### Provided records
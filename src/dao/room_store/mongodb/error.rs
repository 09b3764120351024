use mongodb::error::Error as MongoError;
use thiserror::Error;

pub type MongoResult<T> = std::result::Result<T, MongoDaoError>;

#[derive(Debug, Error)]
pub enum MongoDaoError {
    #[error("failed to parse MongoDB connection URI `{uri}`")]
    InvalidUri {
        uri: String,
        #[source]
        source: MongoError,
    },
    #[error("failed to build MongoDB client from options")]
    ClientConstruction {
        #[source]
        source: MongoError,
    },
    #[error("MongoDB ping failed during initial connection after {attempts} attempt(s)")]
    InitialPing {
        attempts: u32,
        #[source]
        source: MongoError,
    },
    #[error("MongoDB ping health check failed")]
    HealthPing {
        #[source]
        source: MongoError,
    },
    #[error("failed to load room `{room_id}`")]
    LoadRoom {
        room_id: String,
        #[source]
        source: MongoError,
    },
    #[error("failed to save room `{room_id}`")]
    SaveRoom {
        room_id: String,
        #[source]
        source: MongoError,
    },
}
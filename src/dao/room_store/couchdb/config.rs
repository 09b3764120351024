use std::time::Duration;

use super::error::{CouchDaoError, CouchResult};

/// Runtime configuration describing how to connect to CouchDB.
#[derive(Debug, Clone)]
pub struct CouchConfig {
    pub base_url: String,
    pub database: String,
    pub username: Option<String>,
    pub password: Option<String>,
    /// How often subscriptions re-read a room.
    pub poll_interval: Duration,
}

impl CouchConfig {
    /// Construct a configuration from explicit base URL and database name.
    pub fn new(
        base_url: impl Into<String>,
        database: impl Into<String>,
        poll_interval: Duration,
    ) -> Self {
        Self {
            base_url: base_url.into(),
            database: database.into(),
            username: None,
            password: None,
            poll_interval,
        }
    }

    /// Attach basic-auth credentials to the configuration.
    pub fn with_credentials(
        mut self,
        username: impl Into<String>,
        password: impl Into<String>,
    ) -> Self {
        self.username = Some(username.into());
        self.password = Some(password.into());
        self
    }

    /// Build a configuration from `COUCH_BASE_URL`, `COUCH_DB` and optional credentials.
    pub fn from_env(poll_interval: Duration) -> CouchResult<Self> {
        let base_url =
            std::env::var("COUCH_BASE_URL").map_err(|_| CouchDaoError::MissingEnvVar {
                var: "COUCH_BASE_URL",
            })?;
        let database = std::env::var("COUCH_DB")
            .map_err(|_| CouchDaoError::MissingEnvVar { var: "COUCH_DB" })?;

        let mut config = Self::new(base_url, database, poll_interval);

        if let (Some(username), Some(password)) = (
            std::env::var("COUCH_USERNAME").ok(),
            std::env::var("COUCH_PASSWORD").ok(),
        ) {
            config = config.with_credentials(username, password);
        }

        Ok(config)
    }
}
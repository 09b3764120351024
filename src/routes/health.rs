use axum::{Json, Router, extract::State, routing::get};

use crate::{dto::health::HealthResponse, services::health_service, state::SharedState};

#[utoipa::path(
    get,
    path = "/healthcheck",
    tag = "health",
    responses((status = 200, description = "Service is healthy", body = HealthResponse))
)]
/// Report whether a room store is connected and how many sessions are live.
pub async fn healthcheck(State(state): State<SharedState>) -> Json<HealthResponse> {
    let status = health_service::health_status(&state).await;
    Json(status)
}

/// Configure the health routes subtree.
pub fn router() -> Router<SharedState> {
    Router::<SharedState>::new().route("/healthcheck", get(healthcheck))
}
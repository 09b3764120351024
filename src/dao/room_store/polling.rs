use std::time::Duration;

use async_stream::stream;
use futures::{future::BoxFuture, stream::BoxStream};
use tokio::time::{MissedTickBehavior, interval};
use tracing::warn;

use super::RoomEvent;
use crate::dao::{
    models::{Revision, Versioned},
    storage::{StorageError, StorageResult},
};

/// Turn a point read into a subscription for backends without push notifications.
///
/// The first successful read is always emitted; afterwards only revision changes and
/// transitions to "missing" are.
#[cfg_attr(
    not(any(feature = "mongo-store", feature = "couch-store")),
    allow(dead_code)
)]
pub(super) fn poll_room<F>(
    room_id: String,
    every: Duration,
    mut load: F,
) -> BoxStream<'static, RoomEvent>
where
    F: FnMut() -> BoxFuture<'static, StorageResult<Versioned>> + Send + 'static,
{
    Box::pin(stream! {
        let mut ticker = interval(every);
        ticker.set_missed_tick_behavior(MissedTickBehavior::Delay);
        let mut last: Option<Option<Revision>> = None;

        loop {
            ticker.tick().await;
            match load().await {
                Ok(versioned) => {
                    let revision = Some(versioned.revision.clone());
                    if last.as_ref() != Some(&revision) {
                        last = Some(revision);
                        yield RoomEvent::Snapshot(versioned);
                    }
                }
                Err(StorageError::NotFound { .. }) => {
                    if last != Some(None) {
                        last = Some(None);
                        yield RoomEvent::NotFound;
                    }
                }
                Err(err) => {
                    warn!(room_id = %room_id, error = %err, "room poll failed; will retry");
                }
            }
        }
    })
}
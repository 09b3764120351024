use thiserror::Error;

use crate::{
    dao::{room::UpdateError, storage::StorageError},
    session::{identity::InvalidParticipantId, rules::RuleError, state_machine::InvalidTransition},
};

/// Errors surfaced by [`RoomSession`](super::RoomSession) operations.
#[derive(Debug, Error)]
pub enum SessionError {
    /// A game rule refused the operation.
    #[error(transparent)]
    Rule(#[from] RuleError),
    /// The room record does not exist.
    #[error("room `{0}` not found")]
    RoomNotFound(String),
    /// The operation needs a joined session.
    #[error("session is not joined to a room")]
    NotJoined,
    /// Caller-supplied input was rejected before reaching the store.
    #[error("invalid input: {0}")]
    InvalidInput(String),
    /// The local phase does not allow the operation.
    #[error(transparent)]
    InvalidState(#[from] InvalidTransition),
    /// A `leave` or `play_again` overtook this operation; its result was discarded.
    #[error("session moved on before the operation completed")]
    Superseded,
    /// Transient failure still present after local retries.
    #[error("transient failure after {attempts} attempt(s): {source}")]
    Transient {
        /// Number of attempts made.
        attempts: u32,
        /// Last error observed.
        #[source]
        source: StorageError,
    },
    /// Non-transient storage failure.
    #[error(transparent)]
    Storage(StorageError),
}

impl SessionError {
    /// Whether the caller may retry the same operation later.
    pub fn is_transient(&self) -> bool {
        matches!(self, SessionError::Transient { .. })
    }
}

impl From<StorageError> for SessionError {
    fn from(err: StorageError) -> Self {
        match err {
            StorageError::NotFound { room_id } => SessionError::RoomNotFound(room_id),
            other => SessionError::Storage(other),
        }
    }
}

impl From<UpdateError<RuleError>> for SessionError {
    fn from(err: UpdateError<RuleError>) -> Self {
        match err {
            UpdateError::Rejected(rule) => SessionError::Rule(rule),
            UpdateError::Storage(storage) => storage.into(),
        }
    }
}

impl From<InvalidParticipantId> for SessionError {
    fn from(err: InvalidParticipantId) -> Self {
        SessionError::InvalidInput(err.to_string())
    }
}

### Problem requirements
From the records above, copy every line that includes the word "BoxFuture".

### Task response
use futures::{future::BoxFuture, stream::BoxStream};
    F: FnMut() -> BoxFuture<'static, StorageResult<Versioned>> + Send + 'static,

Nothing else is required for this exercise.